Al duplice fine di gestire l'emergenza COVID-19 e agevolare la continuità produttiva delle imprese...

...il Governo ha incentivato fin dai primi Provvedimenti l’utilizzo del lavoro agile (c.d. “Smart Working”) consentendo, per tutta la durata della fase emergenziale il ricorso unilaterale a tale modalità di lavoro, e, quindi, senza il previo accordo tra datore di lavoro e dipendente richiesto invece dalla Legge 22 maggio 2017, n. 81.

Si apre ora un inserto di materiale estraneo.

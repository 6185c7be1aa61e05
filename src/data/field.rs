//! Numeric fields and the operations shared by every field flavour.
//!
//! [`TypedField<T>`] covers `f64` ([`Field`]) and `i32` ([`PropertyField`]).
//! String and custom-type fields live in sibling modules and reuse the
//! [`FieldBase`] defaults.

use super::field_definition::{FieldDefinition, FieldDefinitionData};
use super::field_info::{FieldInfo, FieldValueKind};
use super::location::{Dimensionality, Location};
use super::scoping::{Scoping, to_i32};
use crate::codec::Payload;
use crate::dpf_error::{DpfError, none_if_not_found};
use crate::handle::{DpfObject, ObjectHandle, ensure_on};
use crate::server::{self, Server};
use crate::support::Support;
use crate::transport::call::{Call, EntityKind, FieldCall, OutputKind};
use crate::transport::TransferOptions;
use std::fmt;
use std::marker::PhantomData;

/// Operations common to all field kinds.
pub trait FieldBase: DpfObject {
    fn info(&self) -> Result<FieldInfo, DpfError> {
        let h = self.handle();
        h.call(Call::Field(FieldCall::Info { obj: h.id() }))?.into_field_info()
    }

    fn n_components(&self) -> Result<usize, DpfError> {
        Ok(self.info()?.n_components)
    }

    /// Number of stored values.
    fn data_size(&self) -> Result<usize, DpfError> {
        Ok(self.info()?.data_size)
    }

    /// Number of entities in the scoping.
    fn size(&self) -> Result<usize, DpfError> {
        Ok(self.info()?.size)
    }

    fn n_elementary_data(&self) -> Result<usize, DpfError> {
        Ok(self.info()?.n_elementary_data())
    }

    /// Per-entity offsets, `None` for fixed-width fields.
    fn data_pointer(&self) -> Result<Option<Vec<i32>>, DpfError> {
        if !self.info()?.has_data_pointer {
            return Ok(None);
        }
        let h = self.handle();
        let dp = h
            .server()
            .download(Call::Field(FieldCall::GetDataPointer { obj: h.id() }), &mut TransferOptions::new())?
            .into_ints()?;
        Ok(Some(dp))
    }

    /// Install per-entity offsets: entity `i` covers `data[dp[i]..dp[i+1]]`.
    fn set_data_pointer(&self, dp: &[i32]) -> Result<(), DpfError> {
        let h = self.handle();
        h.server()
            .upload(
                Call::Field(FieldCall::SetDataPointer { obj: h.id() }),
                &Payload::Int(dp.to_vec()),
                &mut TransferOptions::new(),
            )?
            .into_unit()
    }

    fn scoping(&self) -> Result<Scoping, DpfError> {
        let h = self.handle();
        let raw = h.call(Call::Field(FieldCall::Scoping { obj: h.id() }))?.into_object()?;
        Scoping::from_handle(ObjectHandle::from_raw(raw, h.server().clone()))
    }

    fn set_scoping(&self, scoping: &Scoping) -> Result<(), DpfError> {
        let h = self.handle();
        h.ensure_same_server(scoping.handle())?;
        h.call(Call::Field(FieldCall::SetScoping {
            obj: h.id(),
            scoping: scoping.object_id(),
        }))?
        .into_unit()
    }

    /// Mesh or time-frequency support, if any.
    fn support(&self) -> Result<Option<Support>, DpfError> {
        let h = self.handle();
        let raw = h.call(Call::Field(FieldCall::Support { obj: h.id() })).and_then(|r| r.into_object());
        match none_if_not_found(raw)? {
            Some(raw) => Support::from_handle(ObjectHandle::from_raw(raw, h.server().clone())).map(Some),
            None => Ok(None),
        }
    }

    fn set_support(&self, support: &Support) -> Result<(), DpfError> {
        let h = self.handle();
        h.ensure_same_server(support.handle())?;
        h.call(Call::Field(FieldCall::SetSupport {
            obj: h.id(),
            support: support.handle().id(),
        }))?
        .into_unit()
    }

    /// Copy of the definition as an engine object.
    fn field_definition(&self) -> Result<FieldDefinition, DpfError> {
        let h = self.handle();
        let raw = h.call(Call::Field(FieldCall::Definition { obj: h.id() }))?.into_object()?;
        FieldDefinition::from_handle(ObjectHandle::from_raw(raw, h.server().clone()))
    }

    fn set_field_definition(&self, definition: &FieldDefinition) -> Result<(), DpfError> {
        let h = self.handle();
        h.ensure_same_server(definition.handle())?;
        h.call(Call::Field(FieldCall::SetDefinition {
            obj: h.id(),
            definition: definition.object_id(),
        }))?
        .into_unit()
    }

    fn definition_data(&self) -> Result<FieldDefinitionData, DpfError> {
        let h = self.handle();
        h.call(Call::Field(FieldCall::DefinitionData { obj: h.id() }))?
            .into_field_definition()
    }

    fn update_definition(&self, f: impl FnOnce(&mut FieldDefinitionData)) -> Result<(), DpfError> {
        let mut def = self.definition_data()?;
        f(&mut def);
        let h = self.handle();
        h.call(Call::Field(FieldCall::UpdateDefinition {
            obj: h.id(),
            definition: def,
        }))?
        .into_unit()
    }

    fn location(&self) -> Result<Location, DpfError> {
        Ok(self.definition_data()?.location)
    }

    fn unit(&self) -> Result<String, DpfError> {
        Ok(self.definition_data()?.unit)
    }

    fn set_unit(&self, unit: &str) -> Result<(), DpfError> {
        self.update_definition(|d| d.unit = unit.to_string())
    }

    fn name(&self) -> Result<String, DpfError> {
        Ok(self.definition_data()?.name)
    }

    fn set_name(&self, name: &str) -> Result<(), DpfError> {
        self.update_definition(|d| d.name = name.to_string())
    }

    fn dimensionality(&self) -> Result<Dimensionality, DpfError> {
        Ok(self.definition_data()?.dimensionality)
    }

    /// Resize data to `data_size` values and the scoping to `scoping_size` ids.
    fn resize(&self, data_size: usize, scoping_size: usize) -> Result<(), DpfError> {
        let h = self.handle();
        h.call(Call::Field(FieldCall::Resize {
            obj: h.id(),
            data_size: to_i32(data_size)?,
            scoping_size: to_i32(scoping_size)?,
        }))?
        .into_unit()
    }
}

/// Element type of a numeric field.
pub trait FieldScalar: Copy + PartialEq + fmt::Debug + Send + Sync + 'static {
    const VALUE_KIND: FieldValueKind;
    const ENTITY: EntityKind;

    fn into_payload(values: Vec<Self>) -> Payload;

    fn from_payload(payload: Payload) -> Result<Vec<Self>, DpfError>;
}

impl FieldScalar for f64 {
    const VALUE_KIND: FieldValueKind = FieldValueKind::Double;
    const ENTITY: EntityKind = EntityKind::Field;

    fn into_payload(values: Vec<Self>) -> Payload {
        Payload::Double(values)
    }

    fn from_payload(payload: Payload) -> Result<Vec<Self>, DpfError> {
        payload.into_doubles()
    }
}

impl FieldScalar for i32 {
    const VALUE_KIND: FieldValueKind = FieldValueKind::Int;
    const ENTITY: EntityKind = EntityKind::PropertyField;

    fn into_payload(values: Vec<Self>) -> Payload {
        Payload::Int(values)
    }

    fn from_payload(payload: Payload) -> Result<Vec<Self>, DpfError> {
        payload.into_ints()
    }
}

/// Field of `T` values.
pub struct TypedField<T: FieldScalar> {
    handle: ObjectHandle,
    _values: PhantomData<T>,
}

/// Float64 field.
pub type Field = TypedField<f64>;
/// Int32 field (ids, connectivity, element types, ...).
pub type PropertyField = TypedField<i32>;

impl<T: FieldScalar> fmt::Debug for TypedField<T> {
    fn fmt(&self, f: &mut fmt::Formatter<'_>) -> fmt::Result {
        f.debug_struct("TypedField")
            .field("kind", &T::VALUE_KIND)
            .field("handle", &self.handle)
            .finish()
    }
}

impl<T: FieldScalar> DpfObject for TypedField<T> {
    fn accepts(kind: EntityKind) -> bool {
        kind == T::ENTITY
    }

    fn output_kind() -> OutputKind {
        OutputKind::Object(T::ENTITY)
    }

    fn wrap(handle: ObjectHandle) -> Self {
        Self {
            handle,
            _values: PhantomData,
        }
    }

    fn handle(&self) -> &ObjectHandle {
        &self.handle
    }
}

impl<T: FieldScalar> FieldBase for TypedField<T> {}

impl<T: FieldScalar> TypedField<T> {
    /// Empty field pre-sized for `n_entities`.
    pub fn new(n_entities: usize, definition: FieldDefinitionData, server: Option<&Server>) -> Result<Self, DpfError> {
        definition.dimensionality.validate()?;
        let server = server::resolve(server)?;
        let handle = ObjectHandle::create(
            &server,
            Call::Field(FieldCall::New {
                value_kind: T::VALUE_KIND,
                n_entities: to_i32(n_entities)?,
                definition,
            }),
        )?;
        Ok(Self::wrap(handle))
    }

    pub fn scalar(n_entities: usize, location: Location, server: Option<&Server>) -> Result<Self, DpfError> {
        Self::new(n_entities, FieldDefinitionData::new(location, Dimensionality::scalar()), server)
    }

    pub fn vector(n_entities: usize, n_components: u32, location: Location, server: Option<&Server>) -> Result<Self, DpfError> {
        Self::new(
            n_entities,
            FieldDefinitionData::new(location, Dimensionality::vector(n_components)),
            server,
        )
    }

    /// All values, entity-major.
    pub fn data(&self) -> Result<Vec<T>, DpfError> {
        self.data_with(&mut TransferOptions::new())
    }

    pub fn data_with(&self, opts: &mut TransferOptions<'_>) -> Result<Vec<T>, DpfError> {
        let p = self
            .handle
            .server()
            .download(Call::Field(FieldCall::GetData { obj: self.handle.id() }), opts)?;
        T::from_payload(p)
    }

    /// # Errors
    /// `InvalidArgument` when a fixed-width field receives a length that is
    /// not a multiple of its component count.
    pub fn set_data(&self, values: &[T]) -> Result<(), DpfError> {
        self.set_data_with(values, &mut TransferOptions::new())
    }

    pub fn set_data_with(&self, values: &[T], opts: &mut TransferOptions<'_>) -> Result<(), DpfError> {
        self.handle
            .server()
            .upload(
                Call::Field(FieldCall::SetData { obj: self.handle.id() }),
                &T::into_payload(values.to_vec()),
                opts,
            )?
            .into_unit()
    }

    /// Values of the entity at `index`.
    ///
    /// # Errors
    /// `OutOfRange` for a bad index; `InvariantViolation` when the entity
    /// width cannot be derived without a data pointer.
    pub fn entity_data(&self, index: usize) -> Result<Vec<T>, DpfError> {
        let p = self
            .handle
            .call(Call::Field(FieldCall::EntityDataByIndex {
                obj: self.handle.id(),
                index: to_i32(index)?,
            }))?
            .into_payload()?;
        T::from_payload(p)
    }

    /// Values of the entity with scoping id `id`.
    pub fn entity_data_by_id(&self, id: i32) -> Result<Vec<T>, DpfError> {
        let p = self
            .handle
            .call(Call::Field(FieldCall::EntityDataById { obj: self.handle.id(), id }))?
            .into_payload()?;
        T::from_payload(p)
    }

    /// Append one entity with id `id` and `values`.
    pub fn push_back(&self, id: i32, values: &[T]) -> Result<(), DpfError> {
        self.handle
            .call(Call::Field(FieldCall::PushBack {
                obj: self.handle.id(),
                id,
                data: T::into_payload(values.to_vec()),
            }))?
            .into_unit()
    }

    /// Explicit copy (definition, scoping, data, data pointer) onto another backend.
    pub fn copy_to(&self, server: &Server) -> Result<Self, DpfError> {
        let info = self.info()?;
        let copy = Self::new(info.size, self.definition_data()?, Some(server))?;
        let scoping = self.scoping()?.copy_to(server)?;
        copy.set_scoping(&scoping)?;
        copy.set_data(&self.data()?)?;
        if let Some(dp) = self.data_pointer()? {
            copy.set_data_pointer(&dp)?;
        }
        Ok(copy)
    }

    /// `InvalidArgument` unless the field lives on `server`.
    pub fn ensure_on(&self, server: &Server) -> Result<(), DpfError> {
        ensure_on(server, &self.handle)
    }
}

Per quanto riportato dalle fonti ufficiali e dai media, anche nella c.d. “Fase 2” lo Smart Working rivestirà un ruolo fondamentale nel consentire lo svolgimento delle attività lavorative, e ciò in particolare per le realtà di maggiori dimensioni. La modalità di Smart Working regolata dalla Legge 81/2017 prevede che la prestazione lavorativa sia resa, in parte all'interno dei locali aziendali e, in parte, all'esterno degli stessi, senza che in tale ipotesi sia predefinito il luogo nel quale il dipendente renderà la propria prestazione lavorativa.